To demonstrate how existing resource can be used in their own programs, we taught the students how GET HTTP requests work, and how to read web API descriptions. Students used these to access Google's static maps, walking directions, and distance APIs using both GPS and address data. Students were introduced to Python's dict datatype, and the json and urllib standard libraries. They used these, together with their existing GPS files from previous lessons, to overlay their previous path on top of Google maps.

14. Fundamentals of Game Programming

We introduced the core ideas of interactive games using the example of the 1982 Joust video game. After installing the pygame library, we worked out way up using extreme programming from a very simple window through a full interactive game, with sprite animation, collision detection, event loops, and keyboard and timer events. We discussed gravity, drag, scoring, and the use of functions to simplify existing code. We modeled extreme programming in the classroom, always keeping a working program built. After each new topic was discussed, we first refactored our old program, re-tested it, and then added in the new element. The end result was a working two-player version of the Joust game.

15. Fundamentals of Game Programming II

A continuation of lesson 14.

16. Mathematical Game Theory

We started with a lesson on mathematical game theory, binary numbers, and abstract reasoning. The focus was on two-player impartial games of perfect information, such as Nim. Students then learned about binary numbers, binary XOR, and used them to compute the value of an impartial game and the winning strategy. Students completed worksheets on two's complement binary encoding as well as binary XOR (which is used to compute the Nim-sum of an impartial game and thus to find the winning strategy). Students also performed demos of finding the winning strategy for a given game using techniques learned.

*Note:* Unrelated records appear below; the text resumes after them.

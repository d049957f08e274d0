//! OpenAI-compatible backends.
//!
//! Works with any endpoint speaking the OpenAI chat completions API,
//! including the OpenAI cloud, vLLM, LocalAI and Ollama in compatibility
//! mode.
//!
//! # Example
//!
//! ```rust,no_run
//! use vox_inference::openai::{OpenAIConfig, OpenAISummarizer};
//! use vox_inference::SummarizationBackend;
//!
//! #[tokio::main]
//! async fn main() {
//!     let config = OpenAIConfig {
//!         base_url: "http://localhost:11434/v1".to_string(),
//!         api_key: None,
//!         gen_model: "llama3".to_string(),
//!         timeout_seconds: 120,
//!     };
//!     let summarizer = OpenAISummarizer::new(config).unwrap();
//!     let summary = summarizer.summarize("transcript text").await.unwrap();
//!     println!("{}", summary);
//! }
//! ```

mod error;
mod summarizer;
mod types;

pub use error::{error_from_response, to_vox_error, OpenAIErrorCode};
pub use summarizer::{OpenAIConfig, OpenAISummarizer, DEFAULT_OPENAI_URL};
pub use types::*;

17. Simulation and scientific exploration

We started with a background on simulation, what it is, and its exponentially growing use. We used queuing systems as a working example to motivate and to demonstrate the risks associated with using intuition alone. Practical examples for simulations included: planning for storage of America's nuclear wastes, replacement of clinical trials, and war planning. We explained fundamentals of discrete event simulation, and engaged students in an active participation contest relating to efficient queuing methods. To demonstrate these topics students used the Java Modeling Tool (JMT) and SimPy.

18. Human-Computer Interaction

We gave an overview in how we as humans interact with machines, and discussed various HCI design patterns and what the idea of a pattern is. We reviewed rules of good HCI design, and demonstrated many different interface devices. Students used DroidDraw to create a user interface for a particular application, such as a parking finder or to-do list. In preparation for their final projects, students storyboarded a design for their projects.

19. Graphs and Search (iterators, multilevel dictionaries)

Our final lesson was on advanced algorithms including graphs, traveling salesman, and permutations. We wrote a brute force TSP algorithm for complete graph, and discussed heuristics verses exact algorithms. As a class, we developed and tested several different heuristics for TSP, then applied the pathfinding techniques used in GPS systems.

20. Project/presentation help

Students had a free period to work on their projects and prepare for their presentations.

21. Presentation dry run

All student teams were given feedback by the group during practice runs of their presentations.